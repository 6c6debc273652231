//! Sequence Assembly
//!
//! ## Overview
//!
//! The reconstruction model has a fixed input shape `L × F`. The assembler
//! turns "the current reading plus whatever history the store returned" into
//! exactly that shape, newest row last.
//!
//! ## Padding Policy
//!
//! ```text
//! history >= L-1:  [h(n-L+1) .. h(n-1), current]
//! history <  L-1:  [h0 × (L-1-n), h0 .. h(n-1), current]
//! no history:      [current × L]
//! ```
//!
//! Padding repeats the oldest available normalized reading rather than zeros.
//! Zeros would be far outside the training distribution and inflate the
//! reconstruction error. Repetition biases the error low instead, so a padded
//! window is reported through `HistoryCoverage` and callers can discount it.

use std::fmt;

use serde::{Deserialize, Serialize};

use crate::errors::{CoreError, CoreResult};
use crate::reading::{NormalizedReading, Reading};
use crate::scaler::FeatureScaler;

/// Exactly `L` normalized rows, the current reading last
#[derive(Debug, Clone, PartialEq)]
pub struct Window {
    rows: Vec<NormalizedReading>,
}

impl Window {
    /// Wrap rows, failing if there are not exactly `expected_len` of them
    pub fn new(rows: Vec<NormalizedReading>, expected_len: usize) -> CoreResult<Self> {
        if rows.len() != expected_len || expected_len == 0 {
            return Err(CoreError::WindowLength {
                expected: expected_len,
                actual: rows.len(),
            });
        }
        Ok(Self { rows })
    }

    pub fn len(&self) -> usize {
        self.rows.len()
    }

    /// Always false for a constructed window; present for API symmetry
    pub fn is_empty(&self) -> bool {
        self.rows.is_empty()
    }

    pub fn rows(&self) -> &[NormalizedReading] {
        &self.rows
    }

    /// The current reading's normalized row
    pub fn last(&self) -> Option<&NormalizedReading> {
        self.rows.last()
    }

    pub fn iter(&self) -> std::slice::Iter<'_, NormalizedReading> {
        self.rows.iter()
    }

    /// Row-major `L * F` values, the layout most inference runtimes take
    pub fn flatten(&self) -> Vec<f64> {
        self.rows.iter().flat_map(|row| row.features()).collect()
    }
}

impl<'a> IntoIterator for &'a Window {
    type Item = &'a NormalizedReading;
    type IntoIter = std::slice::Iter<'a, NormalizedReading>;

    fn into_iter(self) -> Self::IntoIter {
        self.rows.iter()
    }
}

/// How much real history went into a window
#[derive(Debug, Clone, Copy, PartialEq, Eq, Serialize, Deserialize)]
pub struct HistoryCoverage {
    /// Historical readings used (at most `required`)
    pub available: usize,
    /// Historical readings a full window needs (`L - 1`)
    pub required: usize,
    /// Rows filled by repetition
    pub padded: usize,
}

impl HistoryCoverage {
    pub fn is_padded(&self) -> bool {
        self.padded > 0
    }

    /// Non-fatal warning when the window had to be padded
    pub fn insufficient(&self) -> Option<InsufficientHistory> {
        self.is_padded().then_some(InsufficientHistory {
            available: self.available,
            required: self.required,
        })
    }
}

/// Warning: window built with padding, score is biased toward normal
#[derive(Debug, Clone, Copy, PartialEq, Eq)]
pub struct InsufficientHistory {
    pub available: usize,
    pub required: usize,
}

impl fmt::Display for InsufficientHistory {
    fn fmt(&self, f: &mut fmt::Formatter<'_>) -> fmt::Result {
        write!(
            f,
            "insufficient history: {} of {} readings, window padded",
            self.available, self.required
        )
    }
}

/// A window together with its history coverage
#[derive(Debug, Clone, PartialEq)]
pub struct AssembledWindow {
    pub window: Window,
    pub coverage: HistoryCoverage,
}

/// Builds fixed-length windows for a configured `L`
#[derive(Debug, Clone, Copy, PartialEq, Eq)]
pub struct SequenceAssembler {
    length: usize,
}

impl SequenceAssembler {
    /// `length` is `L`; zero is rejected
    pub fn new(length: usize) -> CoreResult<Self> {
        if length == 0 {
            return Err(CoreError::Config {
                reason: "window length must be at least 1".into(),
            });
        }
        Ok(Self { length })
    }

    pub fn length(&self) -> usize {
        self.length
    }

    /// Historical readings a full window consumes
    pub fn history_needed(&self) -> usize {
        self.length - 1
    }

    /// Assemble the window ending at `current`
    ///
    /// `historical` must be ordered oldest to newest and already resampled.
    /// Only the newest `L - 1` entries are used.
    pub fn assemble(
        &self,
        scaler: &FeatureScaler,
        current: &Reading,
        historical: &[Reading],
    ) -> CoreResult<AssembledWindow> {
        let needed = self.history_needed();
        let current_row = scaler.scale(current)?;

        let used = &historical[historical.len().saturating_sub(needed)..];
        let history_rows = used
            .iter()
            .map(|reading| scaler.scale(reading))
            .collect::<CoreResult<Vec<_>>>()?;

        let padded = needed - history_rows.len();
        let pad_row = history_rows.first().copied().unwrap_or(current_row);

        let mut rows = Vec::with_capacity(self.length);
        rows.extend(std::iter::repeat(pad_row).take(padded));
        rows.extend(history_rows);
        rows.push(current_row);

        let window = Window::new(rows, self.length)?;
        let coverage = HistoryCoverage {
            available: used.len(),
            required: needed,
            padded,
        };

        if let Some(warning) = coverage.insufficient() {
            log::warn!("{warning}");
        }

        Ok(AssembledWindow { window, coverage })
    }
}

#[cfg(test)]
mod tests {
    use super::*;
    use crate::scaler::ScalerParams;
    use chrono::{Duration, TimeZone, Utc};

    fn scaler() -> FeatureScaler {
        FeatureScaler::new(ScalerParams::new([0.0, 0.0], [40.0, 100.0]))
    }

    fn reading(i: i64, t: f64, h: f64) -> Reading {
        let base = Utc.timestamp_opt(1_700_000_000, 0).unwrap();
        Reading::new(t, h, base + Duration::minutes(5 * i))
    }

    fn close(a: &NormalizedReading, b: (f64, f64)) -> bool {
        (a.feature_0 - b.0).abs() < 1e-6 && (a.feature_1 - b.1).abs() < 1e-6
    }

    #[test]
    fn no_history_repeats_current() {
        let assembler = SequenceAssembler::new(4).unwrap();
        let out = assembler.assemble(&scaler(), &reading(0, 20.0, 50.0), &[]).unwrap();

        assert_eq!(out.window.len(), 4);
        assert!(out.window.iter().all(|row| close(row, (0.5, 0.5))));
        assert_eq!(out.coverage, HistoryCoverage { available: 0, required: 3, padded: 3 });
    }

    #[test]
    fn cold_start_pads_with_oldest_history() {
        let assembler = SequenceAssembler::new(4).unwrap();
        let history = [reading(0, 10.0, 20.0)];
        let out = assembler
            .assemble(&scaler(), &reading(1, 20.0, 50.0), &history)
            .unwrap();

        let rows = out.window.rows();
        assert!(close(&rows[0], (0.25, 0.2)));
        assert!(close(&rows[1], (0.25, 0.2)));
        assert!(close(&rows[2], (0.25, 0.2)));
        assert!(close(&rows[3], (0.5, 0.5)));
        assert_eq!(out.coverage.padded, 2);
        assert!(out.coverage.insufficient().is_some());
    }

    #[test]
    fn full_history_uses_newest_entries() {
        let assembler = SequenceAssembler::new(3).unwrap();
        let history: Vec<Reading> = (0..5).map(|i| reading(i, i as f64 * 4.0, 50.0)).collect();
        let out = assembler
            .assemble(&scaler(), &reading(5, 20.0, 50.0), &history)
            .unwrap();

        let rows = out.window.rows();
        assert!(close(&rows[0], (0.3, 0.5)));
        assert!(close(&rows[1], (0.4, 0.5)));
        assert!(close(&rows[2], (0.5, 0.5)));
        assert!(!out.coverage.is_padded());
        assert_eq!(out.coverage.available, 2);
    }

    #[test]
    fn length_invariant_at_boundaries() {
        let length = 6;
        let assembler = SequenceAssembler::new(length).unwrap();
        for n in [0, length - 2, length - 1, length + 3] {
            let history: Vec<Reading> = (0..n as i64).map(|i| reading(i, 20.0, 50.0)).collect();
            let out = assembler
                .assemble(&scaler(), &reading(100, 21.0, 49.0), &history)
                .unwrap();
            assert_eq!(out.window.len(), length, "history of {n}");
            assert_eq!(out.coverage.padded + out.coverage.available, length - 1);
        }
    }

    #[test]
    fn single_row_window_is_current_only() {
        let assembler = SequenceAssembler::new(1).unwrap();
        let history = [reading(0, 0.0, 0.0)];
        let out = assembler
            .assemble(&scaler(), &reading(1, 20.0, 50.0), &history)
            .unwrap();
        assert_eq!(out.window.len(), 1);
        assert!(close(out.window.last().unwrap(), (0.5, 0.5)));
        assert!(!out.coverage.is_padded());
    }

    #[test]
    fn zero_length_rejected() {
        assert!(matches!(SequenceAssembler::new(0), Err(CoreError::Config { .. })));
    }

    #[test]
    fn window_length_checked() {
        let rows = vec![NormalizedReading::default(); 3];
        assert_eq!(
            Window::new(rows, 4),
            Err(CoreError::WindowLength { expected: 4, actual: 3 })
        );
    }

    #[test]
    fn unloaded_scaler_fails_fast() {
        let assembler = SequenceAssembler::new(4).unwrap();
        let result = assembler.assemble(&FeatureScaler::unloaded(), &reading(0, 20.0, 50.0), &[]);
        assert!(matches!(result, Err(CoreError::ModelNotReady { .. })));
    }

    #[test]
    fn flatten_is_row_major() {
        let rows = vec![NormalizedReading::new(0.1, 0.2), NormalizedReading::new(0.3, 0.4)];
        let window = Window::new(rows, 2).unwrap();
        assert_eq!(window.flatten(), vec![0.1, 0.2, 0.3, 0.4]);
    }
}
════════
__Activity__
Find the lines in the data that include "bool", then copy each of them.

__Task response__
    pub fn is_empty(&self) -> bool {
    pub fn is_padded(&self) -> bool {
    fn close(a: &NormalizedReading, b: (f64, f64)) -> bool {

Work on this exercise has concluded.